### WHAT YOU SHOULD DO
Search the data for the word "ArticleId" and copy every line where it occurs.

Recorded data:
■ ■ ■ ■

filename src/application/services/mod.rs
use std::sync::Arc;

use crate::{
    application::{
        commands::{
            articles::{ArticleCommandService, ModerationPolicy},
            users::UserCommandService,
        },
        dto::AuthenticatedUser,
        error::ApplicationResult,
        ports::{
            notifier::PublicationNotifier,
            security::{PasswordHasher, TokenManager},
            time::Clock,
        },
        queries::{articles::ArticleQueryService, users::UserQueryService},
    },
    domain::{
        article::{ArticleReadRepository, ArticleWriteRepository},
        user::UserRepository,
    },
};

pub struct ApplicationServices {
    pub user_commands: Arc<UserCommandService>,
    pub article_commands: Arc<ArticleCommandService>,
    pub article_queries: Arc<ArticleQueryService>,
    pub user_queries: Arc<UserQueryService>,
    token_manager: Arc<dyn TokenManager>,
    notifier: Arc<dyn PublicationNotifier>,
}

impl ApplicationServices {
    #[allow(clippy::too_many_arguments)]
    pub fn new(
        user_repo: Arc<dyn UserRepository>,
        article_write_repo: Arc<dyn ArticleWriteRepository>,
        article_read_repo: Arc<dyn ArticleReadRepository>,
        password_hasher: Arc<dyn PasswordHasher>,
        token_manager: Arc<dyn TokenManager>,
        notifier: Arc<dyn PublicationNotifier>,
        clock: Arc<dyn Clock>,
        policy: ModerationPolicy,
    ) -> Self {
        let user_commands = Arc::new(UserCommandService::new(
            Arc::clone(&user_repo),
            Arc::clone(&password_hasher),
            Arc::clone(&token_manager),
            Arc::clone(&clock),
        ));

        let article_commands = Arc::new(ArticleCommandService::new(
            Arc::clone(&article_write_repo),
            Arc::clone(&article_read_repo),
            Arc::clone(&notifier),
            Arc::clone(&clock),
            policy,
        ));

        let article_queries = Arc::new(ArticleQueryService::new(Arc::clone(&article_read_repo)));
        let user_queries = Arc::new(UserQueryService::new(Arc::clone(&user_repo)));

        Self {
            user_commands,
            article_commands,
            article_queries,
            user_queries,
            token_manager,
            notifier,
        }
    }

    pub fn token_manager(&self) -> Arc<dyn TokenManager> {
        Arc::clone(&self.token_manager)
    }

    pub fn notifier(&self) -> Arc<dyn PublicationNotifier> {
        Arc::clone(&self.notifier)
    }

    /// Resolve a raw bearer token into the caller's identity.
    pub async fn authenticate(&self, token: &str) -> ApplicationResult<AuthenticatedUser> {
        self.token_manager.authenticate(token).await
    }
}
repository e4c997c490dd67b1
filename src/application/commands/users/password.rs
use crate::application::error::{ApplicationError, ApplicationResult};

pub(super) const MIN_PASSWORD_LENGTH: usize = 8;

pub(super) fn validate_password(password: &str) -> ApplicationResult<()> {
    if password.chars().count() < MIN_PASSWORD_LENGTH {
        return Err(ApplicationError::validation(format!(
            "password must be at least {MIN_PASSWORD_LENGTH} characters"
        )));
    }

    if password.trim().is_empty() {
        return Err(ApplicationError::validation(
            "password cannot consist of whitespace only",
        ));
    }

    Ok(())
}
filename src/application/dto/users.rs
use crate::domain::user::User;
use chrono::{DateTime, Utc};
use serde::{Deserialize, Serialize};
use utoipa::ToSchema;

#[derive(Debug, Clone, Serialize, Deserialize, ToSchema)]
pub struct UserDto {
    pub id: i64,
    pub username: String,
    pub is_admin: bool,
    pub created_at: DateTime<Utc>,
}

impl From<User> for UserDto {
    fn from(user: User) -> Self {
        Self {
            id: user.id.into(),
            username: user.username.to_string(),
            is_admin: user.is_admin,
            created_at: user.created_at,
        }
    }
}
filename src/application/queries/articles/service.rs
use std::sync::Arc;

use crate::domain::article::ArticleReadRepository;

pub struct ArticleQueryService {
    pub(super) read_repo: Arc<dyn ArticleReadRepository>,
}

impl ArticleQueryService {
    pub fn new(read_repo: Arc<dyn ArticleReadRepository>) -> Self {
        Self { read_repo }
    }
}
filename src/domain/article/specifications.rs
use crate::domain::article::entity::Article;
use crate::domain::user::UserId;

/// Identity facts the article rules need about the caller.
#[derive(Debug, Clone, Copy, PartialEq, Eq)]
pub struct Identity {
    pub user_id: UserId,
    pub is_admin: bool,
}

pub trait ArticleSpecification {
    fn is_satisfied(&self) -> bool;
}

/// Owners and administrators may edit or delete an article.
pub struct CanManageArticleSpec<'a> {
    identity: Identity,
    article: &'a Article,
}

impl<'a> CanManageArticleSpec<'a> {
    pub fn new(identity: Identity, article: &'a Article) -> Self {
        Self { identity, article }
    }
}

impl ArticleSpecification for CanManageArticleSpec<'_> {
    fn is_satisfied(&self) -> bool {
        self.identity.is_admin || self.article.is_owned_by(self.identity.user_id)
    }
}

/// Unpublished articles are visible to their owner and administrators only.
pub struct CanViewArticleSpec<'a> {
    identity: Option<Identity>,
    article: &'a Article,
}

impl<'a> CanViewArticleSpec<'a> {
    pub fn new(identity: Option<Identity>, article: &'a Article) -> Self {
        Self { identity, article }
    }
}

impl ArticleSpecification for CanViewArticleSpec<'_> {
    fn is_satisfied(&self) -> bool {
        self.article.is_published()
            || self
                .identity
                .is_some_and(|identity| CanManageArticleSpec::new(identity, self.article).is_satisfied())
    }
}

pub struct CanModerateSpec {
    identity: Identity,
}

impl CanModerateSpec {
    pub fn new(identity: Identity) -> Self {
        Self { identity }
    }
}

impl ArticleSpecification for CanModerateSpec {
    fn is_satisfied(&self) -> bool {
        self.identity.is_admin
    }
}
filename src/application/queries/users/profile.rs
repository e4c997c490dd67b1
use super::UserQueryService;
use crate::application::{
    dto::{AuthenticatedUser, UserDto},
    error::{ApplicationError, ApplicationResult},
};

impl UserQueryService {
    pub async fn get_profile(&self, actor: &AuthenticatedUser) -> ApplicationResult<UserDto> {
        let user = self
            .user_repo
            .find_by_id(actor.id)
            .await?
            .ok_or_else(|| ApplicationError::not_found("user not found"))?;

        Ok(user.into())
    }
}
use crate::application::ports::notifier::PublicationNotifier;
use crate::domain::article::{ArticleId, ArticleSnapshot, PublicationEvent};
use tokio::sync::broadcast;

pub const DEFAULT_CAPACITY: usize = 128;

/// In-process fan-out over a `tokio` broadcast channel.
///
/// Viewers that fall more than `capacity` events behind lose the oldest ones;
/// the SSE layer reports the gap and keeps the stream open.
#[derive(Clone)]
pub struct BroadcastPublicationNotifier {
    sender: broadcast::Sender<PublicationEvent>,
}

impl BroadcastPublicationNotifier {
    pub fn new(capacity: usize) -> Self {
        let (sender, _) = broadcast::channel(capacity.max(1));
        Self { sender }
    }

    fn send(&self, event: PublicationEvent) {
        let kind = event.kind();
        let article_id = event.article_id();
        match self.sender.send(event) {
            Ok(receivers) => {
                tracing::debug!(kind, article_id, receivers, "publication event sent");
            }
            Err(_) => {
                tracing::debug!(kind, article_id, "no live viewers, publication event dropped");
            }
        }
    }
}

impl Default for BroadcastPublicationNotifier {
    fn default() -> Self {
        Self::new(DEFAULT_CAPACITY)
    }
}

impl PublicationNotifier for BroadcastPublicationNotifier {
    fn publish(&self, snapshot: ArticleSnapshot) {
        self.send(PublicationEvent::Publish { article: snapshot });
    }

    fn unpublish(&self, article_id: ArticleId) {
        self.send(PublicationEvent::Unpublish {
            id: article_id.into(),
        });
    }

    fn subscribe(&self) -> broadcast::Receiver<PublicationEvent> {
        self.sender.subscribe()
    }

    fn subscriber_count(&self) -> usize {
        self.sender.receiver_count()
    }
}
use crate::application::{ApplicationResult, error::ApplicationError};
use axum::{
    Json,
    http::StatusCode,
    response::{IntoResponse, Response},
};
use serde::Serialize;
use utoipa::ToSchema;

#[derive(Debug)]
pub struct HttpError {
    status: StatusCode,
    message: String,
}

impl HttpError {
    pub fn from_error(err: ApplicationError) -> Self {
        match err {
            ApplicationError::Validation(msg) => Self::new(StatusCode::BAD_REQUEST, msg),
            ApplicationError::NotFound(msg) => Self::new(StatusCode::NOT_FOUND, msg),
            ApplicationError::Conflict(msg) => Self::new(StatusCode::CONFLICT, msg),
            ApplicationError::Unauthorized(msg) => Self::new(StatusCode::UNAUTHORIZED, msg),
            ApplicationError::Forbidden(msg) => Self::new(StatusCode::FORBIDDEN, msg),
            ApplicationError::StoreUnavailable(msg) => {
                tracing::error!(error = %msg, "article store unavailable");
                Self::new(
                    StatusCode::SERVICE_UNAVAILABLE,
                    "storage is temporarily unavailable".into(),
                )
            }
            ApplicationError::Infrastructure(msg) => {
                tracing::error!(error = %msg, "infrastructure failure");
                Self::new(
                    StatusCode::INTERNAL_SERVER_ERROR,
                    "unexpected server error".into(),
                )
            }
        }
    }

    fn new(status: StatusCode, message: String) -> Self {
        Self { status, message }
    }

    pub fn status(&self) -> StatusCode {
        self.status
    }
}

impl From<ApplicationError> for HttpError {
    fn from(err: ApplicationError) -> Self {
        Self::from_error(err)
    }
}

impl IntoResponse for HttpError {
    fn into_response(self) -> Response {
        let payload = ErrorResponse {
            error: self
                .status
                .canonical_reason()
                .unwrap_or("error")
                .to_string(),
            message: self.message,
        };
        (self.status, Json(payload)).into_response()
    }
}

/// JSON error body returned by every failing endpoint.
#[derive(Debug, Serialize, ToSchema)]
pub struct ErrorResponse {
    #[schema(example = "Not Found")]
    pub error: String,
    #[schema(example = "article not found")]
    pub message: String,
}

pub type HttpResult<T> = Result<T, HttpError>;

pub trait IntoHttpResult<T> {
    fn into_http(self) -> HttpResult<T>;
}

impl<T> IntoHttpResult<T> for ApplicationResult<T> {
    fn into_http(self) -> HttpResult<T> {
        self.map_err(HttpError::from_error)
    }
}
pub mod database;
pub mod notifier;
pub mod repositories;
pub mod security;
pub mod time;
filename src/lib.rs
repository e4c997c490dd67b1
pub mod application;
pub mod config;
pub mod domain;
pub mod infrastructure;
pub mod presentation;
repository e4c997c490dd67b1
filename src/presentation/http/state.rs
// src/presentation/http/state.rs
use crate::application::services::ApplicationServices;
use std::sync::Arc;

#[derive(Clone)]
pub struct HttpState {
    pub services: Arc<ApplicationServices>,
}
// Plain-text rendering of a client's session view.

use std::fmt::Write;

use pointing_core::model::Role;
use pointing_core::reconciler::ClientSession;
use pointing_core::route;
use pointing_core::tally;

/// Render the session as seen by the local participant.
pub fn render(client: &ClientSession) -> String {
    let s = &client.session;
    let mut out = String::new();

    let _ = writeln!(
        out,
        "Room {} ({})  scale: {} [{}]",
        s.room_code,
        route::share_path(&s.room_code),
        s.voting_scale.name,
        s.voting_scale.values.join(" ")
    );

    match s.current_story() {
        Some(story) => {
            let _ = writeln!(
                out,
                "Story {}/{}: {}",
                s.current_story_index + 1,
                s.user_stories.len(),
                story.title
            );
            if !story.description.is_empty() {
                let _ = writeln!(out, "  {}", story.description);
            }
            if let Some(estimate) = &story.estimate {
                let _ = writeln!(out, "  estimate: {estimate}");
            }
            if story.is_completed {
                let _ = writeln!(out, "  (completed)");
            }
        }
        None => {
            let _ = writeln!(out, "No stories");
        }
    }

    let (voted, total) = tally::vote_progress(s);
    let _ = writeln!(out, "Participants ({voted}/{total} voted):");
    for p in &s.participants {
        let marker = if p.id == client.participant_id { "*" } else { " " };
        let status = match p.role {
            Role::Moderator => "moderator".to_string(),
            Role::Observer => "observer".to_string(),
            Role::Participant => match tally::visible_vote(s, &client.participant_id, p) {
                Some(vote) => format!("voted {vote}"),
                None if p.has_voted => "voted".to_string(),
                None => "waiting".to_string(),
            },
        };
        let _ = writeln!(out, " {marker} {} [{status}]", p.name);
    }

    if s.votes_visible {
        let results = tally::tally(s);
        if results.is_empty() {
            let _ = writeln!(out, "Votes revealed: none cast");
        } else {
            let counts: Vec<String> = results
                .iter()
                .map(|r| format!("{} x{} ({}%)", r.value, r.count, r.percentage))
                .collect();
            let _ = writeln!(out, "Votes revealed: {}", counts.join(", "));
        }
        if let Some(c) = tally::consensus(s) {
            let kind = if c.is_majority {
                "majority"
            } else if c.is_plurality {
                "plurality"
            } else {
                "no consensus"
            };
            let _ = writeln!(out, "Leading: {} ({kind})", c.value);
        }
    } else if tally::all_voted(s) && total > 0 {
        let _ = writeln!(out, "Everyone has voted");
    }

    out
}
impl Database {
    /// Open (or create) a SQLite database at `path` and ensure the schema
    /// exists. Pass `":memory:"` for an ephemeral database (useful for tests).
    pub fn open(path: &str) -> Result<Self> {
        Self::open_with_capacity(path, DEFAULT_FEED_CAPACITY)
    }

    /// Like [`open`](Self::open) with an explicit change-feed capacity.
    pub fn open_with_capacity(path: &str, feed_capacity: usize) -> Result<Self> {
        let conn = Connection::open(path)
            .with_context(|| format!("failed to open database at {path}"))?;

        conn.execute_batch(
            "PRAGMA journal_mode = WAL;
             PRAGMA busy_timeout = 5000;",
        )
        .context("failed to set database pragmas")?;

        conn.execute_batch(
            "
            CREATE TABLE IF NOT EXISTS sessions (
                id            TEXT PRIMARY KEY,
                room_code     TEXT NOT NULL,
                moderator_id  TEXT NOT NULL,
                participants  TEXT NOT NULL DEFAULT '[]',
                current_story TEXT,
                voting_scale  TEXT NOT NULL,
                votes_visible INTEGER NOT NULL DEFAULT 0,
                is_active     INTEGER NOT NULL DEFAULT 1,
                created_at    TEXT NOT NULL,
                updated_at    TEXT NOT NULL
            );

            CREATE INDEX IF NOT EXISTS idx_sessions_room_code ON sessions(room_code);
            ",
        )
        .context("failed to create database schema")?;

        // Migration: add the revision column to databases created before the
        // cross-process change feed existed. Fails harmlessly when present.
        conn.execute_batch(
            "ALTER TABLE sessions ADD COLUMN revision INTEGER NOT NULL DEFAULT 0;",
        )
        .ok();

        conn.execute_batch(
            "CREATE INDEX IF NOT EXISTS idx_sessions_revision ON sessions(revision);",
        )
        .context("failed to create revision index")?;

        let cursor: i64 = conn
            .query_row("SELECT COALESCE(MAX(revision), 0) FROM sessions", [], |row| {
                row.get(0)
            })
            .context("failed to read latest revision")?;

        let (feed, _) = broadcast::channel(feed_capacity.max(1));

        Ok(Self {
            conn: Mutex::new(conn),
            feed,
            poll_cursor: Mutex::new(cursor),
            delivered: Mutex::new(HashSet::new()),
        })
    }

    /// Acquire the database connection.
    ///
    /// Panics if the mutex is poisoned (another thread panicked while
    /// holding the lock). This should never happen in normal operation.
    fn conn(&self) -> MutexGuard<'_, Connection> {
        self.conn.lock().expect("database mutex poisoned")
    }

    fn delivered(&self) -> MutexGuard<'_, HashSet<i64>> {
        self.delivered.lock().expect("delivered-set mutex poisoned")
    }

    /// Upsert a session row and return the revision it was stored under.
    ///
    /// Revisions are store-wide and strictly increasing, so a poller can ask
    /// for "everything after N". The revision is marked delivered before the
    /// connection is released so the poller never re-broadcasts it.
    fn write_session(&self, session: &Session) -> Result<i64> {
        let row = SessionRow::from_session(session, Utc::now())?;
        let conn = self.conn();
        let revision: i64 = conn
            .query_row(
                "INSERT INTO sessions
                    (id, room_code, moderator_id, participants, current_story, voting_scale,
                     votes_visible, is_active, created_at, updated_at, revision)
                 VALUES (?1, ?2, ?3, ?4, ?5, ?6, ?7, ?8, ?9, ?10,
                     (SELECT COALESCE(MAX(revision), 0) + 1 FROM sessions))
                 ON CONFLICT(id) DO UPDATE SET
                    room_code     = excluded.room_code,
                    moderator_id  = excluded.moderator_id,
                    participants  = excluded.participants,
                    current_story = excluded.current_story,
                    voting_scale  = excluded.voting_scale,
                    votes_visible = excluded.votes_visible,
                    is_active     = excluded.is_active,
                    created_at    = excluded.created_at,
                    updated_at    = excluded.updated_at,
                    revision      = excluded.revision
                 RETURNING revision",
                params![
                    row.id,
                    row.room_code,
                    row.moderator_id,
                    row.participants,
                    row.current_story,
                    row.voting_scale,
                    row.votes_visible,
                    row.is_active,
                    format_timestamp(&row.created_at),
                    format_timestamp(&row.updated_at),
                ],
                |r| r.get(0),
            )
            .with_context(|| format!("failed to save session {}", session.id))?;
        self.delivered().insert(revision);
        Ok(revision)
    }

    /// Load the active session matching `column = value`.
    fn load_active(&self, column: &str, value: &str) -> Result<Option<Session>> {
        let conn = self.conn();
        let sql = format!(
            "SELECT {SELECT_COLUMNS} FROM sessions
             WHERE {column} = ?1 AND is_active = 1
             ORDER BY revision DESC LIMIT 1"
        );
        let row = conn
            .query_row(&sql, params![value], read_row)
            .optional()
            .with_context(|| format!("failed to query session by {column}"))?;
        drop(conn);

        row.map(|(row, _)| row.into_session()).transpose()
    }

    /// Load any session by id, active or not.
    pub fn load_any(&self, session_id: &str) -> Result<Option<Session>> {
        let conn = self.conn();
        let row = conn
            .query_row(
                &format!("SELECT {SELECT_COLUMNS} FROM sessions WHERE id = ?1"),
                params![session_id],
                read_row,
            )
            .optional()
            .context("failed to query session by id")?;
        drop(conn);

        row.map(|(row, _)| row.into_session()).transpose()
    }

    /// Broadcast rows written since the last poll by other processes.
    ///
    /// Rows this process wrote itself were already broadcast by `save` and are
    /// skipped. Returns the number of snapshots broadcast.
    pub fn poll_changes(&self) -> Result<usize> {
        let mut cursor = self.poll_cursor.lock().expect("poll cursor mutex poisoned");
        let conn = self.conn();
        let rows = {
            let mut stmt = conn
                .prepare(&format!(
                    "SELECT {SELECT_COLUMNS} FROM sessions
                     WHERE revision > ?1 ORDER BY revision"
                ))
                .context("failed to prepare change poll query")?;
            let rows = stmt
                .query_map(params![*cursor], read_row)
                .context("failed to poll session changes")?
                .collect::<std::result::Result<Vec<_>, _>>()
                .context("failed to map polled session rows")?;
            rows
        };
        let mut delivered = self.delivered();
        drop(conn);

        let mut broadcast_count = 0;
        for (row, revision) in rows {
            *cursor = (*cursor).max(revision);
            if delivered.remove(&revision) {
                continue;
            }
            let session_id = row.id.clone();
            match row.into_session() {
                Ok(session) => {
                    debug!("Polled change for session {session_id} at revision {revision}");
                    let _ = self.feed.send(session);
                    broadcast_count += 1;
                }
                Err(e) => warn!("Skipping unreadable session row {session_id}: {e:#}"),
            }
        }
        // Our own revisions that were overwritten before being polled never
        // show up in the query; forget them once the cursor passes them.
        let seen = *cursor;
        delivered.retain(|rev| *rev > seen);

        Ok(broadcast_count)
    }

    /// Spawn a task calling [`poll_changes`](Self::poll_changes) every
    /// `interval`. The task exits once the store is dropped.
    pub fn spawn_change_poller(self: &Arc<Self>, interval: Duration) -> JoinHandle<()> {
        let store = Arc::downgrade(self);
        tokio::spawn(async move {
            let mut ticker = tokio::time::interval(interval);
            loop {
                ticker.tick().await;
                let Some(store) = store.upgrade() else {
                    debug!("Session store dropped, stopping change poller");
                    break;
                };
                if let Err(e) = store.poll_changes() {
                    warn!("Change poll failed: {e:#}");
                }
            }
        })
    }

    /// Number of live subscriptions on the change feed.
    pub fn subscriber_count(&self) -> usize {
        self.feed.receiver_count()
    }
}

■ ■ ■ ■

### FINISHED EXERCISE
use crate::domain::article::{ArticleId, ArticleSnapshot, PublicationEvent};
    fn unpublish(&self, article_id: ArticleId) {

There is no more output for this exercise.